WHAT THE TASK REQUIRES: Please return all lines from the records below that include the string "client".

Collected data

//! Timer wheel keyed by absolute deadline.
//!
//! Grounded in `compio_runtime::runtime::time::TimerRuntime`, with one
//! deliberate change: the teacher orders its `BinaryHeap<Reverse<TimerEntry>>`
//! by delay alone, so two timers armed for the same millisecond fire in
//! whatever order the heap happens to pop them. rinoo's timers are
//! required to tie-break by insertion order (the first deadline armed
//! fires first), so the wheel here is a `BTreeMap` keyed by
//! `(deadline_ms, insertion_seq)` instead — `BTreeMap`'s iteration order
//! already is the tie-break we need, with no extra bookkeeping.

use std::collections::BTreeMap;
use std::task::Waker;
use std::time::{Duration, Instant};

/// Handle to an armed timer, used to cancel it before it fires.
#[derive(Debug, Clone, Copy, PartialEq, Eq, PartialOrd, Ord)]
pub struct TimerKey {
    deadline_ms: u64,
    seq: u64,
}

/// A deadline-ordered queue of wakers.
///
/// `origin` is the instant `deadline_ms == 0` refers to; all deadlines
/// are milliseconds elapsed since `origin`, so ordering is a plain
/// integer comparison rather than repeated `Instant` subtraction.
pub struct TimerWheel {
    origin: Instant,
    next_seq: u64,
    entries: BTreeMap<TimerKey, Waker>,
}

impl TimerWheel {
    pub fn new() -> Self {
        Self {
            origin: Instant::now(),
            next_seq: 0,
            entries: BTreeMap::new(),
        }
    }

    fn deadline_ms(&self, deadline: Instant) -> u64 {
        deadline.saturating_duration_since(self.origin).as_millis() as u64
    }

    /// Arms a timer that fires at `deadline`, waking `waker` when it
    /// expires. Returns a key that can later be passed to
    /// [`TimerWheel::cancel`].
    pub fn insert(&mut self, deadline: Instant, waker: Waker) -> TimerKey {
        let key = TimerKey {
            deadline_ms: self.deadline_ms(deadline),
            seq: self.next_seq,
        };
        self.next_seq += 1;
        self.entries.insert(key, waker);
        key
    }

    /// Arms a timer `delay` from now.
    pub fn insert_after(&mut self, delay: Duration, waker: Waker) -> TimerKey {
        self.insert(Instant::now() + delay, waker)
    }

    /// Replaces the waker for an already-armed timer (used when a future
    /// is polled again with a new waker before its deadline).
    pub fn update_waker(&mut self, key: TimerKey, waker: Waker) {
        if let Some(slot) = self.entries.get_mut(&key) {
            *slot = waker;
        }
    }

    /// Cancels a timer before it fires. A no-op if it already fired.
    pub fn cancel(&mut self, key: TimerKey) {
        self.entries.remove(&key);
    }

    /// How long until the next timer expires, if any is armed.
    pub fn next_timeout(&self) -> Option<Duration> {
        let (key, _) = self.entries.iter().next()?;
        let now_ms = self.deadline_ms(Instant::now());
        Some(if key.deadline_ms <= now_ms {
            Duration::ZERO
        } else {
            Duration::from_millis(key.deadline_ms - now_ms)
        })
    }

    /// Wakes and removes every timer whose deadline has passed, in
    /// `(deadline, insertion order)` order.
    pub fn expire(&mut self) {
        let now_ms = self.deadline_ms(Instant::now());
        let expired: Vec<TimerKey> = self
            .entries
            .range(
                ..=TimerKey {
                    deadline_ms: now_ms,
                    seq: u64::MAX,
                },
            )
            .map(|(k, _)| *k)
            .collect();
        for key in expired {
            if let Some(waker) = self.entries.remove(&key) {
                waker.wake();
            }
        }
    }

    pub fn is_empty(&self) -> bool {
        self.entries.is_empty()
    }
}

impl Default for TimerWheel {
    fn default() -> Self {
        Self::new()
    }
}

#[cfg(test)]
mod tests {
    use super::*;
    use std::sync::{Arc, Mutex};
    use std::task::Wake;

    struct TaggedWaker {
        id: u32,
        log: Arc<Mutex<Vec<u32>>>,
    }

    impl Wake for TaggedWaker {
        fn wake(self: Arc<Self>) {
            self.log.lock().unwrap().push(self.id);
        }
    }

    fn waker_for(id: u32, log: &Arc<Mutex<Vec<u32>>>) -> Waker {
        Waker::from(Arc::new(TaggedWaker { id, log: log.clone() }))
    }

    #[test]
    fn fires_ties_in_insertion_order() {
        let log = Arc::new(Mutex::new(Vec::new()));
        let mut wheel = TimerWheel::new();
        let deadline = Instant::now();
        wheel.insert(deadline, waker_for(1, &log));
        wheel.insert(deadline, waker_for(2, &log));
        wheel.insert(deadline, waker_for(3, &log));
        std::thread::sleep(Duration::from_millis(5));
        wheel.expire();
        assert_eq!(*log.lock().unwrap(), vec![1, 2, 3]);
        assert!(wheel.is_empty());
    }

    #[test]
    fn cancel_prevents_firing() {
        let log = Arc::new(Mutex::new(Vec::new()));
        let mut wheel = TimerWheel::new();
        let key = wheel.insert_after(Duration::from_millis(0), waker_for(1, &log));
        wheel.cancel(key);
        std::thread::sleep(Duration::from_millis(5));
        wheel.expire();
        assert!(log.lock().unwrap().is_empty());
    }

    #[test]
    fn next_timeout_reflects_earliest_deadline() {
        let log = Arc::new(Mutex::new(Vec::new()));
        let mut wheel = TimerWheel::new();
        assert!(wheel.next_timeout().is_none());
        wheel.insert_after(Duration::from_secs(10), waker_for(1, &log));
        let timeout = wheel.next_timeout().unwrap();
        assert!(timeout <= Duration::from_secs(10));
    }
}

---

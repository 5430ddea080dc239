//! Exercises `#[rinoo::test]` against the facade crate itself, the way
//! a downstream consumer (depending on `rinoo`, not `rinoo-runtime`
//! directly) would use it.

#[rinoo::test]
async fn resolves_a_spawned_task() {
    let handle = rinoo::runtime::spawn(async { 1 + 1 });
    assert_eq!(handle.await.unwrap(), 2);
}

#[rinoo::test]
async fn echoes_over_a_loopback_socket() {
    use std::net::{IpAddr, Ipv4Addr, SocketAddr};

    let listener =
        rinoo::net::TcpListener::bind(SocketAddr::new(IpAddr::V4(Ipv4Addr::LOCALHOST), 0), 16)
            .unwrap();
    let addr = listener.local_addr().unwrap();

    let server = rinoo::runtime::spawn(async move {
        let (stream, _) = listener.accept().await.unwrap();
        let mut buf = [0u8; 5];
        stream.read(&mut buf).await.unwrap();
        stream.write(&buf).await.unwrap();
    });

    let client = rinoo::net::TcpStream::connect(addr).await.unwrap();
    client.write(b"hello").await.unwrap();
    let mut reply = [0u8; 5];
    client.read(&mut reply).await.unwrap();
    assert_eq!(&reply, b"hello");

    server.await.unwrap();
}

---

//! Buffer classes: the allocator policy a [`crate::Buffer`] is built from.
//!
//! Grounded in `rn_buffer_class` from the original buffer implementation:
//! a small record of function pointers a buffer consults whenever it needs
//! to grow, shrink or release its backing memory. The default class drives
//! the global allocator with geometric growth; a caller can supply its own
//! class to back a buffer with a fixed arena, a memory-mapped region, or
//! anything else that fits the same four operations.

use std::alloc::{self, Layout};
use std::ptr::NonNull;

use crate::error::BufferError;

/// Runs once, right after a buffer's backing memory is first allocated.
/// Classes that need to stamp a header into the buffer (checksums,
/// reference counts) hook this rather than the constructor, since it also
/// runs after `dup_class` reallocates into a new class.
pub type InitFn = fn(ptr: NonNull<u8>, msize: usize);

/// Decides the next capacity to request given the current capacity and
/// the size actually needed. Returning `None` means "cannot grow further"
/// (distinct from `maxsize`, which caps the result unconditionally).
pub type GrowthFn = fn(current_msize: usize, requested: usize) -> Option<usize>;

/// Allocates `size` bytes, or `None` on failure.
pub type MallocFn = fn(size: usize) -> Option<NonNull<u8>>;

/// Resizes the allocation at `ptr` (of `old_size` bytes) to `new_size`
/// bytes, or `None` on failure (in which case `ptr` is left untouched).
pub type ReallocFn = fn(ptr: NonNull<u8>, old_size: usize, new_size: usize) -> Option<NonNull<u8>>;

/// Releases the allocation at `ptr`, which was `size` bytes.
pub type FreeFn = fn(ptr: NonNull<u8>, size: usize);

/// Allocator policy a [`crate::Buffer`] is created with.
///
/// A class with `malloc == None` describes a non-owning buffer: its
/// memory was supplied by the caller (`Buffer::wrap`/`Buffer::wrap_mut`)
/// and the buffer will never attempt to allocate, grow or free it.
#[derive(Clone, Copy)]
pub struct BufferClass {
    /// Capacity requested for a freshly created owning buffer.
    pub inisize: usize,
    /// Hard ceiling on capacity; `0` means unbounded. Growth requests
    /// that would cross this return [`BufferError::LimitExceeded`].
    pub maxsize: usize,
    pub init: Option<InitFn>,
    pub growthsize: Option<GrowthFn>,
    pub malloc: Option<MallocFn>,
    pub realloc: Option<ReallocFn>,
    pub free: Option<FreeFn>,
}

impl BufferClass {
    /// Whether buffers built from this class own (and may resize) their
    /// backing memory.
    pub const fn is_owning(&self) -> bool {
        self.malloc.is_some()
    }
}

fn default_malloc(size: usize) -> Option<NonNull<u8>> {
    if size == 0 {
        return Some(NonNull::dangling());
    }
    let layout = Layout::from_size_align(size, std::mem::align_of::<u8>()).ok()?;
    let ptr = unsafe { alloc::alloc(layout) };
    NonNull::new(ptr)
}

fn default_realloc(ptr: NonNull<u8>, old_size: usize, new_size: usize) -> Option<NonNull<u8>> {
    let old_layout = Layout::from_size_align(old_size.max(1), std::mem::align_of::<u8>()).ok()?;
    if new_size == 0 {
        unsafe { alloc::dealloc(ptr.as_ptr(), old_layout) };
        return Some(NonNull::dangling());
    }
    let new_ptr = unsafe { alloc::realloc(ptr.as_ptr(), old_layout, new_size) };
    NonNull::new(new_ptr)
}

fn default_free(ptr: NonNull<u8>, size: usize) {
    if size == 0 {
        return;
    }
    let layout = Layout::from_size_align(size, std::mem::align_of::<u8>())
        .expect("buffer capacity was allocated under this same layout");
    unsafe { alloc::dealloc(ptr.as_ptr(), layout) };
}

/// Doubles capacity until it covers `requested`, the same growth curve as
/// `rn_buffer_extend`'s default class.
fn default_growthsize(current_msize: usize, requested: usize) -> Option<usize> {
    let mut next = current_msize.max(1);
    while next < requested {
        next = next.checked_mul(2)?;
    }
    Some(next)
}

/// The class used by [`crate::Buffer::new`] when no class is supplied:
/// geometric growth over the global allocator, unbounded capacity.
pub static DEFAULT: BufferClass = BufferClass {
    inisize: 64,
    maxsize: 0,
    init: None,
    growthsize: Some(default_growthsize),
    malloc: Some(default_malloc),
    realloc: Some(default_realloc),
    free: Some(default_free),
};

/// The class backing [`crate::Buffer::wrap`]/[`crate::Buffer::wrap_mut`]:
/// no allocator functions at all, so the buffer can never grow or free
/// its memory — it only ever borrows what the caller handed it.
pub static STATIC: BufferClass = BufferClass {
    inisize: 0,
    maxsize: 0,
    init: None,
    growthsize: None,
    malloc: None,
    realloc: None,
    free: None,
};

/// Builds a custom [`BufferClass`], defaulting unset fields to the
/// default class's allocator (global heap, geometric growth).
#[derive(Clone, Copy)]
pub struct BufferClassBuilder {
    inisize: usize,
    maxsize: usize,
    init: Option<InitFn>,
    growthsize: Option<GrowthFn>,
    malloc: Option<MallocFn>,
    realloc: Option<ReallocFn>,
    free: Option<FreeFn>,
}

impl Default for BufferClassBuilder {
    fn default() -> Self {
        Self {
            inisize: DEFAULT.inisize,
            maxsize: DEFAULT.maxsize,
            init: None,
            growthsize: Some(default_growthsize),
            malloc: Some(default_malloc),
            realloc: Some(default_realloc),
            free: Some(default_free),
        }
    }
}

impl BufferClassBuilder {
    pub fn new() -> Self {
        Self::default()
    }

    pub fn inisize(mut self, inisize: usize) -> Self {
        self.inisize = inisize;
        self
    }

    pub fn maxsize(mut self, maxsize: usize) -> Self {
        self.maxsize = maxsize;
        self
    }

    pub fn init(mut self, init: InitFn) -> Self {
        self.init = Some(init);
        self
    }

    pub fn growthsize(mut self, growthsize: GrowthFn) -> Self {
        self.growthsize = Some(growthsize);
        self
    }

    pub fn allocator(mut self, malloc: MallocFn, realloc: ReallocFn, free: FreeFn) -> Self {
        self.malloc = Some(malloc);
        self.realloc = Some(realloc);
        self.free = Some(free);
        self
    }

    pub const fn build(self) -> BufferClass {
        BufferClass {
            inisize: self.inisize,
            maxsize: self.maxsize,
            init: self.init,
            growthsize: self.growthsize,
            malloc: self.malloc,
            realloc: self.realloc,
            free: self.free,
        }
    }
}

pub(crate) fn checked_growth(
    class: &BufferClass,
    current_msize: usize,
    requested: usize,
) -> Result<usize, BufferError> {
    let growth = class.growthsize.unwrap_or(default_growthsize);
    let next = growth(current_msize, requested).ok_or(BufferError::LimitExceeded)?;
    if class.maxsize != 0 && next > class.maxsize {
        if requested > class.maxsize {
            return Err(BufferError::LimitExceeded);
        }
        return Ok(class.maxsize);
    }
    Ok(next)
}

TASK RESPONSE:
    let client = rinoo::net::TcpStream::connect(addr).await.unwrap();
    client.write(b"hello").await.unwrap();
    client.read(&mut reply).await.unwrap();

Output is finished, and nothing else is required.